Glaser, who is also a member of the Arizona Medical Association, which supported the underlying bill, noted that while the new law significantly eases the strain on some, it still isn’t perfect. The age threshold and identification requirements, in particular, threaten to leave out minors who are sexually active and trying to take precautions or immigrant women without valid forms of identification. 

Women who are eligible to receive contraceptives under the new law have the option to receive a 12-month supply, something which Glaser expects women will take advantage of, especially if they’re worried about the state’s future stances on reproductive health care. Currently, abortion access in Arizona is restricted by a 15-week gestational limit passed last year, but an 1864 near-total ban is still on the books and seeing a renewed effort from anti-abortion groups to reinstate it.

“Anything that we can do to increase access to contraceptives is helpful,” Glaser said. “Last summer, as Arizona had an on-again off-again climate for abortion access, we saw a lot of concern and a lot of people seeking long-acting reversible contraceptives such as the IUD or the implant so that they would know they had effective contraception for years in case of whatever may come along as far as legislation.” 

Implant or IUD contraceptives, which provide protection for three years or more, can only be administered by licensed doctors. 

Administrative hurdles

On July 6, a day after her regulatory review council greenlit the rulemaking required to finally launch the new law, Gov. Katie Hobbs touted it as another example of her promise to protect reproductive health care in the state. 

“We are building an Arizona for everyone, which means ensuring people across the state have what they need to live a free and healthy life,” she said in a written statement. 

While some criticized her announcement as an attempt to co-opt actions she had no hand in, others pointed out that it took over two years to implement the law. But,  Gandhi said the delay likely had more to do with the derailing effects of COVID-19 than with the Ducey administration’s reticence. 

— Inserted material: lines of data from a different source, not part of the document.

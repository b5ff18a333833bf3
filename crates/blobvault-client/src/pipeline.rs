//! Upload/download orchestration

use std::path::Path;
use std::sync::Arc;

use blobvault_core::PasswordCipher;
use blobvault_storage::{BlobId, BlobStatus, BlobStore};
use bytes::Bytes;
use serde::Serialize;
use zeroize::Zeroizing;

use crate::error::PipelineResult;

/// Name recorded when a path has no usable file name
const FALLBACK_NAME: &str = "blob";

/// What the caller gets back from an upload
#[derive(Clone, Debug, PartialEq, Eq, Serialize)]
pub struct UploadResult {
    pub file_name: String,
    pub blob_id: BlobId,
    /// Sui object id, or the certifying tx digest for a dedup hit
    pub storage_ref: String,
    /// Public download URL on the mirror that accepted the blob
    pub blob_url: String,
    pub status: BlobStatus,
    pub end_epoch: Option<u64>,
    pub encrypted: bool,
    /// Bytes actually sent, after encryption
    pub size: usize,
}

/// Encrypt-then-store and fetch-then-decrypt over any [`BlobStore`]
///
/// An empty password means "no encryption", same as passing `None`.
#[derive(Clone)]
pub struct BlobPipeline {
    store: Arc<dyn BlobStore>,
    cipher: PasswordCipher,
}

impl BlobPipeline {
    pub fn new(store: Arc<dyn BlobStore>, cipher: PasswordCipher) -> Self {
        Self { store, cipher }
    }

    pub fn cipher(&self) -> PasswordCipher {
        self.cipher
    }

    /// Read `path`, optionally encrypt it, and store it
    pub async fn upload_file(
        &self,
        path: &Path,
        password: Option<&str>,
    ) -> PipelineResult<UploadResult> {
        let data = tokio::fs::read(path).await?;
        let file_name = path
            .file_name()
            .and_then(|name| name.to_str())
            .unwrap_or(FALLBACK_NAME);

        self.upload_bytes(file_name, data, password).await
    }

    pub async fn upload_bytes(
        &self,
        file_name: &str,
        data: Vec<u8>,
        password: Option<&str>,
    ) -> PipelineResult<UploadResult> {
        let plaintext_len = data.len();
        let (payload, encrypted) = match password.filter(|p| !p.is_empty()) {
            Some(password) => (self.encrypt(data, password).await?, true),
            None => (data, false),
        };
        let size = payload.len();

        tracing::debug!(file_name, plaintext_len, size, encrypted, "Uploading");
        let stored = self.store.upload(Bytes::from(payload)).await?;

        Ok(UploadResult {
            file_name: file_name.to_string(),
            blob_id: stored.blob_id,
            storage_ref: stored.sui_ref,
            blob_url: stored.blob_url,
            status: stored.status,
            end_epoch: stored.end_epoch,
            encrypted,
            size,
        })
    }

    /// Fetch `id` and decrypt it when a password is given
    pub async fn download_file(
        &self,
        id: &BlobId,
        password: Option<&str>,
    ) -> PipelineResult<Vec<u8>> {
        let data = self.store.download(id).await?;
        tracing::debug!(blob_id = %id, size = data.len(), "Downloaded");

        match password.filter(|p| !p.is_empty()) {
            Some(password) => self.decrypt(data, password).await,
            None => Ok(data),
        }
    }

    async fn encrypt(&self, data: Vec<u8>, password: &str) -> PipelineResult<Vec<u8>> {
        let cipher = self.cipher;
        let password = Zeroizing::new(password.to_string());
        let blob =
            tokio::task::spawn_blocking(move || cipher.encrypt(&data, &password)).await??;
        Ok(blob.into_bytes())
    }

    async fn decrypt(&self, data: Vec<u8>, password: &str) -> PipelineResult<Vec<u8>> {
        let cipher = self.cipher;
        let password = Zeroizing::new(password.to_string());
        let plaintext =
            tokio::task::spawn_blocking(move || cipher.decrypt(&data, &password)).await??;
        Ok(plaintext)
    }
}
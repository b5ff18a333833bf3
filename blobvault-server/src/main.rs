use std::net::SocketAddr;

use blobvault_server::{config, routes, state};
use tokio::net::TcpListener;
use tracing_subscriber::{layer::SubscriberExt, util::SubscriberInitExt};

#[tokio::main]
async fn main() -> anyhow::Result<()> {
    // Initialize tracing
    tracing_subscriber::registry()
        .with(
            tracing_subscriber::EnvFilter::try_from_default_env()
                .unwrap_or_else(|_| "blobvault_server=debug,tower_http=debug".into()),
        )
        .with(tracing_subscriber::fmt::layer())
        .init();

    let config = config::Config::load()?;
    let state = state::AppState::new(&config)?;
    let app = routes::router(state);

    let addr: SocketAddr = format!("{}:{}", config.host, config.port).parse()?;
    tracing::info!(network = %config.network, "Starting blobvault-server on {}", addr);

    let listener = TcpListener::bind(addr).await?;
    axum::serve(listener, app).await?;

    Ok(())
}
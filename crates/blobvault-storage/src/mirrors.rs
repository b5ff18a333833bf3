//! Publisher/aggregator mirrors and failover across them
//!
//! Each call starts one position further round the ring. Mirrors that failed
//! within the cooldown window go to the back of the line rather than being
//! skipped, so a fully degraded set still gets tried.

use std::future::Future;
use std::sync::atomic::{AtomicU64, AtomicUsize, Ordering};
use std::time::{Duration, Instant};

use crate::error::{StorageError, StorageResult};

/// How long a failed mirror is deprioritized
pub const DEFAULT_COOLDOWN: Duration = Duration::from_secs(30);

/// One storage endpoint pair, reached directly or via a relay
#[derive(Clone, Debug, PartialEq, Eq)]
pub enum Mirror {
    /// Walrus HTTP API: `/v1/blobs` on the publisher and aggregator
    Walrus {
        name: String,
        /// Read-only mirrors (most mainnet aggregators) have no publisher
        publisher: Option<String>,
        aggregator: String,
    },
    /// A blobvault relay: `/api/proxy` for both directions
    Relay { name: String, base: String },
}

impl Mirror {
    pub fn walrus(
        name: impl Into<String>,
        publisher: Option<&str>,
        aggregator: &str,
    ) -> StorageResult<Self> {
        Ok(Self::Walrus {
            name: name.into(),
            publisher: publisher.map(normalize_base).transpose()?,
            aggregator: normalize_base(aggregator)?,
        })
    }

    pub fn relay(name: impl Into<String>, base: &str) -> StorageResult<Self> {
        Ok(Self::Relay {
            name: name.into(),
            base: normalize_base(base)?,
        })
    }

    pub fn name(&self) -> &str {
        match self {
            Self::Walrus { name, .. } | Self::Relay { name, .. } => name,
        }
    }

    pub fn can_upload(&self) -> bool {
        match self {
            Self::Walrus { publisher, .. } => publisher.is_some(),
            Self::Relay { .. } => true,
        }
    }

    /// Upload URL, or `None` for read-only mirrors
    pub fn upload_url(&self, epochs: u32) -> Option<String> {
        match self {
            Self::Walrus { publisher, .. } => publisher
                .as_ref()
                .map(|p| format!("{p}/v1/blobs?epochs={epochs}")),
            Self::Relay { base, .. } => Some(format!("{base}/api/proxy?epochs={epochs}")),
        }
    }

    pub fn download_url(&self, blob_id: &str) -> String {
        match self {
            Self::Walrus { aggregator, .. } => format!("{aggregator}/v1/blobs/{blob_id}"),
            Self::Relay { base, .. } => format!("{base}/api/proxy/{blob_id}"),
        }
    }
}

/// Which direction a call goes; uploads need a publisher
#[derive(Clone, Copy, Debug, PartialEq, Eq)]
pub enum Role {
    Upload,
    Download,
}

impl Role {
    fn label(self) -> &'static str {
        match self {
            Role::Upload => "uploads",
            Role::Download => "downloads",
        }
    }
}

/// Ordered mirrors with lock-free health tracking
pub struct MirrorSet {
    mirrors: Vec<Mirror>,
    /// Milliseconds since `epoch` at last failure, plus one; zero means healthy
    failed_at: Vec<AtomicU64>,
    cursor: AtomicUsize,
    epoch: Instant,
    cooldown: Duration,
}

impl MirrorSet {
    pub fn new(mirrors: Vec<Mirror>) -> StorageResult<Self> {
        if mirrors.is_empty() {
            return Err(StorageError::NoMirror("any request"));
        }
        let failed_at = mirrors.iter().map(|_| AtomicU64::new(0)).collect();
        Ok(Self {
            mirrors,
            failed_at,
            cursor: AtomicUsize::new(0),
            epoch: Instant::now(),
            cooldown: DEFAULT_COOLDOWN,
        })
    }

    pub fn with_cooldown(mut self, cooldown: Duration) -> Self {
        self.cooldown = cooldown;
        self
    }

    pub fn mirrors(&self) -> &[Mirror] {
        &self.mirrors
    }

    pub fn len(&self) -> usize {
        self.mirrors.len()
    }

    pub fn is_empty(&self) -> bool {
        self.mirrors.is_empty()
    }

    pub fn is_healthy(&self, idx: usize) -> bool {
        let stamp = self.failed_at[idx].load(Ordering::Relaxed);
        if stamp == 0 {
            return true;
        }
        let failed = Duration::from_millis(stamp - 1);
        self.epoch.elapsed().saturating_sub(failed) >= self.cooldown
    }

    pub fn mark_failed(&self, idx: usize) {
        let now = self.epoch.elapsed().as_millis() as u64 + 1;
        self.failed_at[idx].store(now, Ordering::Relaxed);
    }

    pub fn mark_healthy(&self, idx: usize) {
        self.failed_at[idx].store(0, Ordering::Relaxed);
    }

    /// Indices to try for one call: rotated, eligible, healthy first
    pub fn attempt_order(&self, role: Role) -> Vec<usize> {
        let n = self.mirrors.len();
        let start = self.cursor.fetch_add(1, Ordering::Relaxed) % n;

        let (healthy, cooling): (Vec<usize>, Vec<usize>) = (0..n)
            .map(|offset| (start + offset) % n)
            .filter(|&idx| role == Role::Download || self.mirrors[idx].can_upload())
            .partition(|&idx| self.is_healthy(idx));

        healthy.into_iter().chain(cooling).collect()
    }

    /// Run `op` against mirrors until one succeeds
    ///
    /// Retryable errors mark the mirror failed and move on. `NotFound` moves
    /// on without penalty and is only returned when every mirror reported it.
    /// Any other error is returned immediately.
    pub async fn try_each<T, F, Fut>(&self, role: Role, mut op: F) -> StorageResult<T>
    where
        F: FnMut(Mirror) -> Fut,
        Fut: Future<Output = StorageResult<T>>,
    {
        let order = self.attempt_order(role);
        if order.is_empty() {
            return Err(StorageError::NoMirror(role.label()));
        }

        let mut not_found = None;
        let mut last_failure = None;

        for idx in order {
            let mirror = self.mirrors[idx].clone();
            let name = mirror.name().to_string();

            match op(mirror).await {
                Ok(value) => {
                    self.mark_healthy(idx);
                    return Ok(value);
                }
                Err(e @ StorageError::NotFound(_)) => {
                    tracing::debug!(mirror = %name, "Blob not on mirror, trying next");
                    not_found = Some(e);
                }
                Err(e) if e.is_retryable() => {
                    tracing::warn!(mirror = %name, error = %e, "Mirror failed, trying next");
                    self.mark_failed(idx);
                    last_failure = Some(e);
                }
                Err(e) => return Err(e),
            }
        }

        // A transport failure means the 404s we saw may not be authoritative
        match last_failure.or(not_found) {
            Some(e) => Err(e),
            None => Err(StorageError::NoMirror(role.label())),
        }
    }
}

/// Validate an endpoint base URL and strip trailing slashes
fn normalize_base(url: &str) -> StorageResult<String> {
    let trimmed = url.trim().trim_end_matches('/');
    let parsed =
        reqwest::Url::parse(trimmed).map_err(|_| StorageError::InvalidUrl(url.to_string()))?;
    if !matches!(parsed.scheme(), "http" | "https") || parsed.host_str().is_none() {
        return Err(StorageError::InvalidUrl(url.to_string()));
    }
    Ok(trimmed.to_string())
}

#[cfg(test)]
mod tests {
    use super::*;

    fn walrus(name: &str, with_publisher: bool) -> Mirror {
        let publisher = format!("https://publisher.{name}");
        Mirror::walrus(
            name,
            with_publisher.then_some(publisher.as_str()),
            &format!("https://aggregator.{name}/"),
        )
        .unwrap()
    }

    #[test]
    fn test_urls() {
        let m = walrus("example.org", true);
        assert_eq!(
            m.upload_url(3).unwrap(),
            "https://publisher.example.org/v1/blobs?epochs=3"
        );
        assert_eq!(
            m.download_url("abc"),
            "https://aggregator.example.org/v1/blobs/abc"
        );

        let r = Mirror::relay("relay", "http://localhost:8787/").unwrap();
        assert_eq!(
            r.upload_url(1).unwrap(),
            "http://localhost:8787/api/proxy?epochs=1"
        );
        assert_eq!(r.download_url("abc"), "http://localhost:8787/api/proxy/abc");
    }

    #[test]
    fn test_invalid_urls_rejected() {
        assert!(Mirror::relay("r", "not a url").is_err());
        assert!(Mirror::relay("r", "ftp://example.org").is_err());
        assert!(Mirror::walrus("w", Some("nope"), "https://ok.example").is_err());
    }

    #[test]
    fn test_empty_set_rejected() {
        assert!(MirrorSet::new(vec![]).is_err());
    }

    #[test]
    fn test_round_robin_rotation() {
        let set = MirrorSet::new(vec![walrus("a", true), walrus("b", true), walrus("c", true)])
            .unwrap();

        assert_eq!(set.attempt_order(Role::Upload), vec![0, 1, 2]);
        assert_eq!(set.attempt_order(Role::Upload), vec![1, 2, 0]);
        assert_eq!(set.attempt_order(Role::Download), vec![2, 0, 1]);
    }

    #[test]
    fn test_read_only_mirrors_skipped_for_upload() {
        let set = MirrorSet::new(vec![walrus("a", false), walrus("b", true)]).unwrap();

        assert_eq!(set.attempt_order(Role::Upload), vec![1]);
        assert_eq!(set.attempt_order(Role::Download).len(), 2);
    }

    #[test]
    fn test_failed_mirror_moves_to_back() {
        let set = MirrorSet::new(vec![walrus("a", true), walrus("b", true), walrus("c", true)])
            .unwrap();
        set.mark_failed(0);

        assert!(!set.is_healthy(0));
        assert_eq!(set.attempt_order(Role::Download), vec![1, 2, 0]);

        set.mark_healthy(0);
        assert!(set.is_healthy(0));
    }

    #[test]
    fn test_cooldown_expires() {
        let set = MirrorSet::new(vec![walrus("a", true)])
            .unwrap()
            .with_cooldown(Duration::ZERO);
        set.mark_failed(0);
        assert!(set.is_healthy(0));
    }

    #[tokio::test]
    async fn test_try_each_falls_through_to_success() {
        let set = MirrorSet::new(vec![walrus("a", true), walrus("b", true)]).unwrap();

        let result = set
            .try_each(Role::Upload, |mirror| async move {
                if mirror.name() == "a" {
                    Err(StorageError::transport("connection refused"))
                } else {
                    Ok(mirror.name().to_string())
                }
            })
            .await;

        assert_eq!(result.unwrap(), "b");
        assert!(!set.is_healthy(0));
        assert!(set.is_healthy(1));
    }

    #[tokio::test]
    async fn test_try_each_not_found_everywhere() {
        let set = MirrorSet::new(vec![walrus("a", true), walrus("b", true)]).unwrap();

        let result: StorageResult<()> = set
            .try_each(Role::Download, |_| async {
                Err(StorageError::NotFound("abc".into()))
            })
            .await;

        assert!(matches!(result, Err(StorageError::NotFound(_))));
        // 404s are not a health problem
        assert!(set.is_healthy(0) && set.is_healthy(1));
    }

    #[tokio::test]
    async fn test_try_each_stops_on_client_error() {
        let set = MirrorSet::new(vec![walrus("a", true), walrus("b", true)]).unwrap();
        let mut calls = 0;

        let result: StorageResult<()> = set
            .try_each(Role::Upload, |_| {
                calls += 1;
                async {
                    Err(StorageError::Upload {
                        status: 413,
                        message: "too large".into(),
                    })
                }
            })
            .await;

        assert!(matches!(result, Err(StorageError::Upload { status: 413, .. })));
        assert_eq!(calls, 1);
    }

    #[tokio::test]
    async fn test_try_each_without_publishers() {
        let set = MirrorSet::new(vec![walrus("a", false)]).unwrap();

        let result: StorageResult<()> = set.try_each(Role::Upload, |_| async { Ok(()) }).await;
        assert!(matches!(result, Err(StorageError::NoMirror("uploads"))));
    }
}
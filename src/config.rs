use anyhow::{Result, anyhow, bail};
use serde::Deserialize;
use std::collections::HashMap;
use std::env;
use std::fs;
use std::path::{Path, PathBuf};
use std::str::FromStr;

const CONFIG_DIR_NAME: &str = "promptdesk";
const CONFIG_FILE_NAME: &str = "config.toml";

#[derive(Debug, Clone, PartialEq, Eq)]
pub struct AppConfig {
    /// Where the config was (or would have been) loaded from.
    pub config_path: PathBuf,
    /// True when the path came from `--config` rather than discovery.
    pub config_is_explicit: bool,
    /// Profile file override from the config file, if any.
    pub profile_path: Option<PathBuf>,
    pub theme: ThemeConfig,
}

#[derive(Debug, Clone, PartialEq, Eq)]
pub struct ThemeConfig {
    pub preset: ThemePreset,
    pub styles: HashMap<ThemeToken, StyleOverride>,
}

impl Default for ThemeConfig {
    fn default() -> Self {
        Self {
            preset: ThemePreset::Default,
            styles: HashMap::new(),
        }
    }
}

#[derive(Debug, Clone, Copy, PartialEq, Eq, Hash)]
pub enum ThemePreset {
    Default,
    Light,
    HighContrast,
}

impl FromStr for ThemePreset {
    type Err = String;

    fn from_str(value: &str) -> std::result::Result<Self, Self::Err> {
        match value {
            "default" => Ok(Self::Default),
            "light" => Ok(Self::Light),
            "high-contrast" => Ok(Self::HighContrast),
            _ => Err(format!("unknown preset '{value}'")),
        }
    }
}

/// Everything the console styles independently.
#[derive(Debug, Clone, Copy, PartialEq, Eq, Hash)]
pub enum ThemeToken {
    SectionHeader,
    FieldLabel,
    FieldValue,
    Selection,
    PreviewText,
    Variable,
    Placeholder,
    ToolsList,
    ToolsSection,
    ToolEnabled,
    ToolDisabled,
    Legend,
    StatusInfo,
    StatusError,
    ModeBadge,
    DirtyBadge,
    InputBar,
}

impl ThemeToken {
    pub fn all() -> [ThemeToken; 17] {
        [
            Self::SectionHeader,
            Self::FieldLabel,
            Self::FieldValue,
            Self::Selection,
            Self::PreviewText,
            Self::Variable,
            Self::Placeholder,
            Self::ToolsList,
            Self::ToolsSection,
            Self::ToolEnabled,
            Self::ToolDisabled,
            Self::Legend,
            Self::StatusInfo,
            Self::StatusError,
            Self::ModeBadge,
            Self::DirtyBadge,
            Self::InputBar,
        ]
    }
}

impl FromStr for ThemeToken {
    type Err = String;

    fn from_str(value: &str) -> std::result::Result<Self, Self::Err> {
        match value {
            "section_header" => Ok(Self::SectionHeader),
            "field_label" => Ok(Self::FieldLabel),
            "field_value" => Ok(Self::FieldValue),
            "selection" => Ok(Self::Selection),
            "preview_text" => Ok(Self::PreviewText),
            "variable" => Ok(Self::Variable),
            "placeholder" => Ok(Self::Placeholder),
            "tools_list" => Ok(Self::ToolsList),
            "tools_section" => Ok(Self::ToolsSection),
            "tool_enabled" => Ok(Self::ToolEnabled),
            "tool_disabled" => Ok(Self::ToolDisabled),
            "legend" => Ok(Self::Legend),
            "status_info" => Ok(Self::StatusInfo),
            "status_error" => Ok(Self::StatusError),
            "mode_badge" => Ok(Self::ModeBadge),
            "dirty_badge" => Ok(Self::DirtyBadge),
            "input_bar" => Ok(Self::InputBar),
            _ => Err(format!("unknown token '{value}'")),
        }
    }
}

#[derive(Debug, Clone, PartialEq, Eq)]
pub struct StyleOverride {
    pub fg: Option<HexColor>,
    pub bg: Option<HexColor>,
    pub modifiers: Option<Vec<ThemeModifier>>,
}

#[derive(Debug, Clone, Copy, PartialEq, Eq)]
pub struct HexColor {
    pub r: u8,
    pub g: u8,
    pub b: u8,
}

impl FromStr for HexColor {
    type Err = String;

    fn from_str(value: &str) -> std::result::Result<Self, Self::Err> {
        let digits = value
            .strip_prefix('#')
            .filter(|digits| digits.len() == 6)
            .ok_or_else(|| "invalid hex color, expected #RRGGBB".to_string())?;

        let channel = |range: std::ops::Range<usize>| {
            u8::from_str_radix(&digits[range], 16)
                .map_err(|_| "invalid hex color, expected #RRGGBB".to_string())
        };

        Ok(Self {
            r: channel(0..2)?,
            g: channel(2..4)?,
            b: channel(4..6)?,
        })
    }
}

#[derive(Debug, Clone, Copy, PartialEq, Eq)]
pub enum ThemeModifier {
    Bold,
    Dim,
    Italic,
    Underlined,
    Reversed,
    CrossedOut,
}

impl FromStr for ThemeModifier {
    type Err = String;

    fn from_str(value: &str) -> std::result::Result<Self, Self::Err> {
        match value {
            "bold" => Ok(Self::Bold),
            "dim" => Ok(Self::Dim),
            "italic" => Ok(Self::Italic),
            "underlined" => Ok(Self::Underlined),
            "reversed" => Ok(Self::Reversed),
            "crossed_out" => Ok(Self::CrossedOut),
            _ => Err(format!("unknown modifier '{value}'")),
        }
    }
}

#[derive(Debug, Deserialize)]
#[serde(deny_unknown_fields)]
struct RawFileConfig {
    profile: Option<String>,
    theme: Option<RawThemeConfig>,
}

#[derive(Debug, Deserialize)]
#[serde(deny_unknown_fields)]
struct RawThemeConfig {
    name: Option<String>,
    styles: Option<HashMap<String, RawStyleOverride>>,
}

#[derive(Debug, Deserialize)]
#[serde(deny_unknown_fields)]
struct RawStyleOverride {
    fg: Option<String>,
    bg: Option<String>,
    modifiers: Option<Vec<String>>,
}

impl AppConfig {
    pub fn load() -> Result<Self> {
        Self::load_with_path(None)
    }

    /// Loads the app config, from `explicit` when given, otherwise from the
    /// discovered XDG path. A missing discovered file yields defaults; a
    /// missing explicit file or a malformed file is an error.
    pub fn load_with_path(explicit: Option<&Path>) -> Result<Self> {
        dotenvy::dotenv().ok();

        let (config_path, config_is_explicit) = match explicit {
            Some(path) => (path.to_path_buf(), true),
            None => (discover_config_path()?, false),
        };
        let file_config = load_file_config(&config_path, config_is_explicit)?;

        let profile_path = file_config
            .as_ref()
            .and_then(|cfg| cfg.profile.as_ref())
            .and_then(|value| non_empty(value))
            .map(PathBuf::from);

        let theme = validate_theme(
            file_config.as_ref().and_then(|cfg| cfg.theme.as_ref()),
            &config_path,
        )?;

        Ok(Self {
            config_path,
            config_is_explicit,
            profile_path,
            theme,
        })
    }
}

fn discover_config_path() -> Result<PathBuf> {
    if let Ok(xdg) = env::var("XDG_CONFIG_HOME") {
        let trimmed = xdg.trim();
        if trimmed.is_empty() {
            bail!("Failed to resolve config path: XDG_CONFIG_HOME is set but empty");
        }

        return Ok(PathBuf::from(trimmed)
            .join(CONFIG_DIR_NAME)
            .join(CONFIG_FILE_NAME));
    }

    let home = dirs::home_dir()
        .ok_or_else(|| anyhow!("Failed to resolve config path: HOME directory is unavailable"))?;

    Ok(home
        .join(".config")
        .join(CONFIG_DIR_NAME)
        .join(CONFIG_FILE_NAME))
}

fn load_file_config(config_path: &Path, explicit: bool) -> Result<Option<RawFileConfig>> {
    if !config_path.is_file() {
        if explicit {
            bail!(
                "Failed to load config {}: file does not exist",
                config_path.display()
            );
        }
        return Ok(None);
    }

    let config_text = fs::read_to_string(config_path).map_err(|err| {
        anyhow!(
            "Failed to load config {}: unable to read file: {err}",
            config_path.display()
        )
    })?;

    toml::from_str(&config_text)
        .map(Some)
        .map_err(|err| anyhow!("Failed to load config {}: {err}", config_path.display()))
}

fn validate_theme(raw_theme: Option<&RawThemeConfig>, config_path: &Path) -> Result<ThemeConfig> {
    let Some(theme) = raw_theme else {
        return Ok(ThemeConfig::default());
    };

    let mut config = ThemeConfig::default();

    if let Some(name) = &theme.name {
        config.preset = ThemePreset::from_str(name)
            .map_err(|reason| config_error(config_path, "theme.name", &reason))?;
    }

    if let Some(styles) = &theme.styles {
        for (token_name, raw_style) in styles {
            let token = ThemeToken::from_str(token_name).map_err(|reason| {
                config_error(config_path, &format!("theme.styles.{token_name}"), &reason)
            })?;

            let fg = parse_color(raw_style.fg.as_deref(), config_path, token_name, "fg")?;
            let bg = parse_color(raw_style.bg.as_deref(), config_path, token_name, "bg")?;
            let modifiers =
                parse_modifiers(raw_style.modifiers.as_deref(), config_path, token_name)?;

            config
                .styles
                .insert(token, StyleOverride { fg, bg, modifiers });
        }
    }

    Ok(config)
}

fn parse_color(
    value: Option<&str>,
    config_path: &Path,
    token_name: &str,
    field_name: &str,
) -> Result<Option<HexColor>> {
    let Some(value) = value else {
        return Ok(None);
    };

    HexColor::from_str(value).map(Some).map_err(|reason| {
        config_error(
            config_path,
            &format!("theme.styles.{token_name}.{field_name}"),
            &reason,
        )
    })
}

fn parse_modifiers(
    values: Option<&[String]>,
    config_path: &Path,
    token_name: &str,
) -> Result<Option<Vec<ThemeModifier>>> {
    let Some(values) = values else {
        return Ok(None);
    };

    let mut parsed = Vec::with_capacity(values.len());
    for value in values {
        let modifier = ThemeModifier::from_str(value).map_err(|reason| {
            config_error(
                config_path,
                &format!("theme.styles.{token_name}.modifiers"),
                &reason,
            )
        })?;
        parsed.push(modifier);
    }

    Ok(Some(parsed))
}

fn non_empty(value: &str) -> Option<&str> {
    let trimmed = value.trim();
    if trimmed.is_empty() { None } else { Some(trimmed) }
}

fn config_error(config_path: &Path, key_path: &str, reason: &str) -> anyhow::Error {
    anyhow!(
        "Failed to load config {}: {key_path}: {reason}",
        config_path.display()
    )
}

“Two years is pretty lengthy, it typically doesn’t take that long. I would say, worst case scenario, it could take up to a year,” he said. 

In March, the Arizona State Board of Pharmacy filed a notice of rulemaking docket opening, the first step in developing rules around a law’s implementation. Even beginning the process requires the governor’s written approval. At the board’s request, the Governor’s Regulatory Review Council made its final approval of the rules effective immediately, bypassing the usual 60-day waiting period. 

Federal solutions

While a standing order from the Department of Health Services allows women to purchase contraceptives without a doctor’s OK, it doesn’t make them accessible in the way that Plan B is. The emergency contraceptive is currently the only form of hormonal birth control that is truly over-the-counter, accessible to anyone regardless of age and without the need for a doctor’s signature. 

Action at the federal level, however, could change that. 

In May, advisors to the Food and Drug Administration unanimously voted 17-0 to recommend that Opill be approved for over-the-counter use. The contraceptive pill is progestin, not estrogen based, meaning it doesn’t pose the same issues for women who face an increased risk of blood clots. The vote isn’t binding, but it gives the FDA the option to approve the contraceptive’s widespread use. A final decision is expected sometime this summer.